In the documentary Dick Cavett's Watergate, airing Friday, August 8 on the 40th anniversary of Nixon's historic farewell (9/8c, PBS, check local listing at tvguide.com), Cavett shares his memories, clips from his shows, plus conducts new interviews with former Nixon counsel John Dean and Pulitzer Prize-winning reporters Ed Woodward and Carl Bernstein.

TV Guide Magazine: Who are some of the Watergate figures you had on your show?
Dick Cavett: I had most of the villains on! I had [former Attorney General] John Mitchell, Nixon aide John Erlichman and White House "plumber" G. Gordon Liddy. When I look back at the shows now, I'm surprised how hard I was on some of them. I also did my notorious shows in the hearing room with the entire Watergate Senate panel. There was some protesting that it was too serious a matter to be handed over to an entertainment program.
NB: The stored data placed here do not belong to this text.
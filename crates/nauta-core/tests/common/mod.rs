#![allow(dead_code)]

pub mod http;

use nauta_core::adapter::{SimAdapter, SimAdapterFactory};
use nauta_core::audit::MemoryAuditSink;
use nauta_core::config::{ClusterConnection, ConnectionParams, EngineConnection};
use nauta_core::{BackendKind, BackendRegistration, CoreConfig, ResourceCore};
use std::sync::Arc;

pub struct Fixture {
    pub core: Arc<ResourceCore>,
    pub sink: Arc<MemoryAuditSink>,
}

pub fn registration(id: &str, kind: BackendKind) -> BackendRegistration {
    let connection = match kind {
        BackendKind::Engine => ConnectionParams::Engine(EngineConnection::default()),
        BackendKind::Cluster => ConnectionParams::Cluster(ClusterConnection::default()),
    };
    BackendRegistration::new(id, format!("Backend {id}"), connection)
}

/// Núcleo com os simuladores registrados nos ids dados
pub fn fixture(backends: &[(&str, SimAdapter)]) -> Fixture {
    fixture_with(CoreConfig::default(), backends)
}

pub fn fixture_with(config: CoreConfig, backends: &[(&str, SimAdapter)]) -> Fixture {
    let mut factory = SimAdapterFactory::new();
    for (id, sim) in backends {
        factory = factory.with_adapter(id, sim.clone());
    }
    let sink = Arc::new(MemoryAuditSink::new());
    let core = ResourceCore::builder(config)
        .with_factory(Arc::new(factory))
        .with_audit_sink(sink.clone())
        .build()
        .expect("núcleo deveria iniciar");

    for (id, sim) in backends {
        use nauta_core::adapter::BackendAdapter;
        core.register_backend(registration(id, sim.backend_kind()))
            .expect("registro deveria ser aceito");
    }

    Fixture {
        core: Arc::new(core),
        sink,
    }
}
TV Guide Magazine: Speaking of surprises, weren't you mentioned in the infamous Nixon White House tapes about 20 times? 
Cavett: At least. I keep finding more. I just watched a clip on YouTube, where Nixon says he wants revenge on The Cavett Show. I get a chill every time I hear Nixon say, "Cavett — how can we screw him? There must be ways." Not very presidential.

TV Guide Magazine: What was your impression of those "villains" when they appeared on your show?
Cavett: John Mitchell was quite popular with the audience. He had a charisma — and also a jail sentence later on. G. Gordon Liddy was so entertainingly interesting that it was hard to dislike him. I also had on Watergate Special Prosecutor Archibald Cox, who was fired in the unforgettable "Saturday Night Massacre." We really had a criminal in the White House.
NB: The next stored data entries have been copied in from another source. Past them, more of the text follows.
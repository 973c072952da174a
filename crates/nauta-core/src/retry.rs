//! Política de retry com backoff exponencial

use crate::config::DispatcherSettings;
use serde::{Deserialize, Serialize};
use std::time::Duration;

/// Como repetir ações não idempotentes (`create`, `scale`) após falha transitória.
#[derive(Debug, Clone, Copy, Default, PartialEq, Eq, Serialize, Deserialize)]
#[serde(rename_all = "lowercase")]
pub enum CreateRetryPolicy {
    /// Consulta o backend antes de repetir; se a tentativa anterior já surtiu
    /// efeito, a operação é considerada concluída.
    #[default]
    Recheck,
    /// Nunca repete; a primeira falha transitória é devolvida.
    Never,
}

#[derive(Debug, Clone, Copy, PartialEq, Eq)]
pub struct RetryPolicy {
    /// Número de novas tentativas após a primeira
    pub max_retries: u32,
    pub base: Duration,
    pub factor: u32,
    pub cap: Duration,
}

impl Default for RetryPolicy {
    fn default() -> Self {
        Self {
            max_retries: 3,
            base: Duration::from_millis(500),
            factor: 2,
            cap: Duration::from_secs(5),
        }
    }
}

impl RetryPolicy {
    pub fn from_settings(settings: &DispatcherSettings) -> Self {
        Self {
            max_retries: settings.max_retries,
            base: Duration::from_millis(settings.backoff_base_ms),
            factor: settings.backoff_factor.max(1),
            cap: Duration::from_millis(settings.backoff_cap_ms),
        }
    }

    pub fn max_attempts(&self) -> u32 {
        self.max_retries.saturating_add(1)
    }

    /// Espera antes da tentativa `attempt + 1`, onde `attempt` começa em 1.
    pub fn backoff(&self, attempt: u32) -> Duration {
        let exp = attempt.saturating_sub(1).min(31);
        let multiplier = self.factor.saturating_pow(exp);
        self.base
            .checked_mul(multiplier)
            .unwrap_or(self.cap)
            .min(self.cap)
    }
}

#[cfg(test)]
mod tests {
    use super::*;

    #[test]
    fn test_default_backoff_sequence() {
        let policy = RetryPolicy::default();
        assert_eq!(policy.backoff(1), Duration::from_millis(500));
        assert_eq!(policy.backoff(2), Duration::from_millis(1000));
        assert_eq!(policy.backoff(3), Duration::from_millis(2000));
        assert_eq!(policy.backoff(4), Duration::from_millis(4000));
        assert_eq!(policy.backoff(5), Duration::from_secs(5));
        assert_eq!(policy.backoff(40), Duration::from_secs(5));
        assert_eq!(policy.max_attempts(), 4);
    }

    #[test]
    fn test_from_settings() {
        let settings = DispatcherSettings {
            max_retries: 1,
            backoff_base_ms: 10,
            backoff_factor: 3,
            backoff_cap_ms: 50,
            ..DispatcherSettings::default()
        };
        let policy = RetryPolicy::from_settings(&settings);
        assert_eq!(policy.backoff(1), Duration::from_millis(10));
        assert_eq!(policy.backoff(2), Duration::from_millis(30));
        assert_eq!(policy.backoff(3), Duration::from_millis(50));
    }
}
TV Guide Magazine: You hear that from Obama's enemies today.
Cavett: Who says that — Cheney? The Huffington Post still has up my comment when I was asked about the death of David Frost. "Why is it never Cheney?"

TV Guide: Why should people, especially those under age 40, care about Watergate?
Cavett: I don't have much faith in any of the young knowing anything ahead of their birth. This year I have endured, "Who are the Marx brothers?" and "Who was Johnny Carson?" Watergate was not only a fascinating and dramatic and entertaining chapter in our history but also a significant one. First there's the fact that Nixon, who was indeed greatly intelligent, got elected despite his lack of grace and his inability to relate to people. And then it's important that there were a number of people in the United States government who were willing to commit crimes for the boss. It could happen again, perhaps.
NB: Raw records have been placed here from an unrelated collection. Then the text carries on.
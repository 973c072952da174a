//! Consulta agregada: distribui a listagem por todos os backends ativos

use crate::error::{CoreError, CoreResult};
use crate::lifecycle::StateTracker;
use crate::model::{
    BackendInfo, BackendKind, BackendRef, BackendRegistration, LogOptions, NodeInfo, Resource,
    ResourceKind, ScopeFilter,
};
use crate::normalizer::{normalize, normalize_info, normalize_node};
use crate::registry::BackendRegistry;
use futures::stream::{self, StreamExt, TryStreamExt};
use serde::{Deserialize, Serialize};
use std::collections::BTreeMap;
use std::future::Future;
use std::sync::Arc;
use std::time::Duration;
use tracing::{debug, warn};

/// União dos recursos encontrados e erros por backend.
/// Uma falha de backend nunca derruba a consulta inteira.
#[derive(Debug, Clone, Default, PartialEq, Serialize, Deserialize)]
pub struct AggregateResult {
    pub resources: Vec<Resource>,
    pub errors: BTreeMap<String, CoreError>,
}

impl AggregateResult {
    pub fn is_complete(&self) -> bool {
        self.errors.is_empty()
    }
}

pub struct QueryAggregator {
    registry: Arc<BackendRegistry>,
    tracker: Arc<StateTracker>,
    max_parallelism: usize,
    list_timeout: Duration,
}

impl QueryAggregator {
    pub fn new(
        registry: Arc<BackendRegistry>,
        tracker: Arc<StateTracker>,
        max_parallelism: usize,
        list_timeout: Duration,
    ) -> Self {
        Self {
            registry,
            tracker,
            max_parallelism: max_parallelism.max(1),
            list_timeout,
        }
    }

    pub async fn list(&self, kind: ResourceKind, scope: &ScopeFilter) -> AggregateResult {
        let mut result = AggregateResult::default();
        let mut targets = self.registry.active(Some(kind.backend_kind()));

        if let Some(wanted) = &scope.backend_id {
            targets.retain(|r| &r.id == wanted);
            if targets.is_empty() {
                let error = match self.registry.get(wanted) {
                    Some(reg) if !reg.active => {
                        CoreError::not_found(format!("backend '{wanted}' está desativado"))
                    }
                    Some(reg) => CoreError::validation(format!(
                        "backend '{wanted}' ({}) não hospeda {kind}",
                        reg.kind
                    )),
                    None => CoreError::not_found(format!("backend '{wanted}' não registrado")),
                };
                result.errors.insert(wanted.clone(), error);
                return result;
            }
        }

        let mut outcomes: Vec<(String, CoreResult<Vec<Resource>>)> = stream::iter(targets)
            .map(|registration| self.list_backend(registration, kind, scope))
            .buffer_unordered(self.max_parallelism)
            .collect()
            .await;
        // Agrupa por backend em ordem estável; dentro de cada grupo vale a ordem nativa
        outcomes.sort_by(|a, b| a.0.cmp(&b.0));

        for (backend_id, outcome) in outcomes {
            match outcome {
                Ok(resources) => result.resources.extend(resources),
                Err(e) => {
                    result.errors.insert(backend_id, e);
                }
            }
        }
        result
    }

    async fn list_backend(
        &self,
        registration: BackendRegistration,
        kind: ResourceKind,
        scope: &ScopeFilter,
    ) -> (String, CoreResult<Vec<Resource>>) {
        let id = registration.id.clone();
        let (_, adapter) = match self.registry.resolve(&id) {
            Ok(resolved) => resolved,
            Err(e) => return (id, Err(e)),
        };

        let backend_ref = match (kind.is_namespaced(), &scope.namespace) {
            (true, Some(ns)) if !scope.all_namespaces => BackendRef::namespaced(id.clone(), ns),
            _ => BackendRef::new(id.clone()),
        };
        let listing = adapter
            .list_resources(kind, scope)
            .map_ok(|raw| normalize(registration.kind, kind, &raw, &backend_ref))
            .try_collect::<Vec<_>>();

        let outcome = match tokio::time::timeout(self.list_timeout, listing).await {
            Ok(outcome) => outcome,
            Err(_) => Err(CoreError::timeout(
                self.list_timeout.as_millis() as u64,
                format!("listar {kind} em '{id}'"),
            )),
        };

        match &outcome {
            Ok(resources) => {
                debug!(backend = %id, %kind, count = resources.len(), "listagem concluída");
                for resource in resources {
                    self.tracker.observe(resource);
                }
            }
            Err(e) => {
                warn!(backend = %id, %kind, error = %e, "listagem falhou");
                if e.is_transient() {
                    self.registry.mark_stale(&id);
                }
            }
        }
        (id, outcome)
    }

    /// Leitura de um único recurso
    pub async fn get(
        &self,
        kind: ResourceKind,
        id: &str,
        backend_ref: &BackendRef,
    ) -> CoreResult<Resource> {
        let (registration, adapter) = self.registry.resolve(&backend_ref.backend_id)?;
        if registration.kind != kind.backend_kind() {
            return Err(CoreError::validation(format!(
                "backend '{}' ({}) não hospeda {kind}",
                registration.id, registration.kind
            )));
        }

        let namespace = if kind.is_namespaced() {
            backend_ref.namespace.clone().or_else(|| adapter.default_namespace())
        } else {
            None
        };
        let lookup_ref = BackendRef {
            backend_id: registration.id.clone(),
            namespace: namespace.clone(),
        };

        let raw = tokio::time::timeout(
            self.list_timeout,
            adapter.describe(kind, id, namespace.as_deref()),
        )
        .await
        .map_err(|_| {
            CoreError::timeout(
                self.list_timeout.as_millis() as u64,
                format!("consultar {kind} '{id}'"),
            )
        })??;

        match raw {
            Some(raw) => {
                let resource = normalize(registration.kind, kind, &raw, &lookup_ref);
                self.tracker.observe(&resource);
                Ok(resource)
            }
            None => Err(CoreError::not_found(format!("{kind} '{id}' em {lookup_ref}"))),
        }
    }

    /// Log de um container ou pod
    pub async fn logs(
        &self,
        kind: ResourceKind,
        id: &str,
        backend_ref: &BackendRef,
        options: &LogOptions,
    ) -> CoreResult<String> {
        let (registration, adapter) = self.registry.resolve(&backend_ref.backend_id)?;
        let namespace = if kind.is_namespaced() {
            backend_ref.namespace.clone().or_else(|| adapter.default_namespace())
        } else {
            None
        };
        self.bounded(
            &registration.id,
            format!("logs de {kind} '{id}'"),
            adapter.logs(kind, id, namespace.as_deref(), options),
        )
        .await
    }

    /// Versão, plataforma e contagens de um backend
    pub async fn info(&self, backend_id: &str) -> CoreResult<BackendInfo> {
        let (registration, adapter) = self.registry.resolve(backend_id)?;
        let raw = self
            .bounded(
                &registration.id,
                format!("informações de '{backend_id}'"),
                adapter.system_info(),
            )
            .await?;
        Ok(normalize_info(registration.kind, &registration.id, &raw))
    }

    /// Nós de um cluster
    pub async fn nodes(&self, backend_id: &str) -> CoreResult<Vec<NodeInfo>> {
        let (registration, adapter) = self.registry.resolve(backend_id)?;
        if registration.kind != BackendKind::Cluster {
            return Err(CoreError::validation(format!(
                "backend '{backend_id}' ({}) não possui nós",
                registration.kind
            )));
        }
        let raw = self
            .bounded(&registration.id, format!("listar nós de '{backend_id}'"), adapter.list_nodes())
            .await?;
        Ok(raw.iter().map(normalize_node).collect())
    }

    /// Aplica o timeout de consulta; falha transitória marca o adapter para reconstrução
    async fn bounded<T>(
        &self,
        backend_id: &str,
        context: String,
        call: impl Future<Output = CoreResult<T>>,
    ) -> CoreResult<T> {
        let outcome = match tokio::time::timeout(self.list_timeout, call).await {
            Ok(outcome) => outcome,
            Err(_) => Err(CoreError::timeout(self.list_timeout.as_millis() as u64, context)),
        };
        if let Err(e) = &outcome {
            debug!(backend = %backend_id, error = %e, "consulta ao backend falhou");
            if e.is_transient() {
                self.registry.mark_stale(backend_id);
            }
        }
        outcome
    }
}

#[cfg(test)]
mod tests {
    use super::*;
    use crate::adapter::sim::SimObject;
    use crate::adapter::{BackendAdapter, SimAdapter, SimAdapterFactory};
    use crate::config::{ConnectionParams, EngineConnection};
    use crate::error::ErrorKind;
    use crate::model::ResourceStatus;

    fn setup(sims: &[(&str, SimAdapter)]) -> QueryAggregator {
        let mut factory = SimAdapterFactory::new();
        for (id, sim) in sims {
            factory = factory.with_adapter(id, sim.clone());
        }
        let registry = Arc::new(BackendRegistry::new(Arc::new(factory)));
        for (id, sim) in sims {
            let conn = match sim.backend_kind() {
                BackendKind::Engine => ConnectionParams::Engine(EngineConnection::default()),
                BackendKind::Cluster => ConnectionParams::Cluster(Default::default()),
            };
            registry
                .register(BackendRegistration::new(*id, *id, conn))
                .unwrap();
        }
        QueryAggregator::new(
            registry,
            Arc::new(StateTracker::new(Duration::from_secs(10))),
            4,
            Duration::from_secs(5),
        )
    }

    #[tokio::test]
    async fn test_explicit_backend_filter() {
        let aggregator = setup(&[
            ("a", SimAdapter::engine().with_container("c1", "running")),
            ("b", SimAdapter::engine().with_container("c2", "running")),
        ]);
        let result = aggregator
            .list(ResourceKind::Container, &ScopeFilter::for_backend("b"))
            .await;
        assert_eq!(result.resources.len(), 1);
        assert_eq!(result.resources[0].backend_ref.backend_id, "b");

        let missing = aggregator
            .list(ResourceKind::Container, &ScopeFilter::for_backend("zz"))
            .await;
        assert_eq!(missing.errors["zz"].kind(), ErrorKind::NotFound);
    }

    #[tokio::test]
    async fn test_only_matching_backend_kind_is_queried() {
        let engine = SimAdapter::engine().with_container("c1", "running");
        let cluster = SimAdapter::cluster().with_pod("default", "p1", "Pending");
        let aggregator = setup(&[("a", engine.clone()), ("k", cluster.clone())]);

        let pods = aggregator.list(ResourceKind::Pod, &ScopeFilter::default()).await;
        assert_eq!(pods.resources.len(), 1);
        assert_eq!(pods.resources[0].status, ResourceStatus::Pending);
        assert_eq!(engine.list_calls(), 0);
        assert_eq!(cluster.list_calls(), 1);
    }

    #[tokio::test]
    async fn test_pod_logs_use_default_namespace() {
        let cluster = SimAdapter::cluster().with(
            SimObject::new(ResourceKind::Pod, "web", "Running").with_log_lines(["pronto"]),
        );
        let aggregator = setup(&[("k", cluster)]);
        let options = LogOptions {
            timestamps: false,
            ..LogOptions::default()
        };
        let text = aggregator
            .logs(ResourceKind::Pod, "web", &BackendRef::new("k"), &options)
            .await
            .unwrap();
        assert_eq!(text, "pronto\n");

        let err = aggregator
            .logs(ResourceKind::Pod, "web", &BackendRef::namespaced("k", "apps"), &options)
            .await
            .unwrap_err();
        assert_eq!(err.kind(), ErrorKind::NotFound);
    }

    #[tokio::test]
    async fn test_info_and_nodes() {
        let engine = SimAdapter::engine()
            .with_container("c1", "running")
            .with_container("c2", "exited");
        let cluster = SimAdapter::cluster()
            .with_node("cp-1", true, &["control-plane"])
            .with_node("w-1", false, &[]);
        let aggregator = setup(&[("a", engine), ("k", cluster)]);

        let info = aggregator.info("a").await.unwrap();
        assert_eq!(info.kind, BackendKind::Engine);
        assert_eq!(info.counts["containers_running"], 1);
        assert_eq!(info.counts["containers_stopped"], 1);

        let info = aggregator.info("k").await.unwrap();
        assert_eq!(info.counts["nodes"], 2);
        assert_eq!(info.counts["nodes_ready"], 1);

        let nodes = aggregator.nodes("k").await.unwrap();
        assert_eq!(nodes.len(), 2);
        assert_eq!(nodes[0].roles, vec!["control-plane"]);
        assert!(!nodes[1].ready);

        let err = aggregator.nodes("a").await.unwrap_err();
        assert_eq!(err.kind(), ErrorKind::Validation);
    }

    #[tokio::test]
    async fn test_get_single_resource() {
        let aggregator = setup(&[("k", SimAdapter::cluster().with_pod("apps", "web", "Running"))]);
        let pod = aggregator
            .get(ResourceKind::Pod, "web", &BackendRef::namespaced("k", "apps"))
            .await
            .unwrap();
        assert_eq!(pod.status, ResourceStatus::Running);
        assert_eq!(pod.backend_ref, BackendRef::namespaced("k", "apps"));

        let err = aggregator
            .get(ResourceKind::Pod, "web", &BackendRef::new("k"))
            .await
            .unwrap_err();
        assert_eq!(err.kind(), ErrorKind::NotFound);
    }
}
TV Guide Magazine: How did Dick Cavett's Watergate come about?
Cavett: I feel a little embarrassed about the title of this show [laughs] because Watergate and I are not of the same dimension. But there was tape after tape about Watergate in my library, with the malefactors and the good people

TV Guide Magazine: Do you watch any of the late night shows these days? What's your opinion?
Cavett: I do. I know all of the hosts so I don't like to single anyone out. Late-night talk shows aren't the cash cows they once were. They don't get the audiences they had during Watergate.

TV Guide Magazine: Jimmy Fallon is doing well, considering all the competition.
Cavett: He's wonderful. I'm a fan and a friend. He wrote the introduction to my next book, which comes out in November — a compilation of my New York Times columns.

TV Guide Magazine: Well, it's good that you're still working and that Richard Nixon didn't ruin your career.
Cavett:  His administration was constantly monitoring the show. My producer was called once and told that The Dick Cavett Show has had four guests on who spoke against the supersonic transport, so we're putting someone on who will defend it. I also learned years later that the White House had many of the people on my staff audited. Using the IRS was one of Nixon's hobbies, as we now know.

TV Guide Magazine: That's another topical charge.
Cavett: We'll safely say that Nixon was worse, no matter what the accusation was.

TV Guide Magazine: You've had shows on so many different networks. Can you remember them all?
Cavett: [Laughs] I was on ABC starting in the morning in 1968; I replaced Joey Bishop on late-night ABC later that year. Then I was on PBS for five years, then CNBC, and USA and there's CBS in there somewhere. I've got about 2,000 tapes of my shows!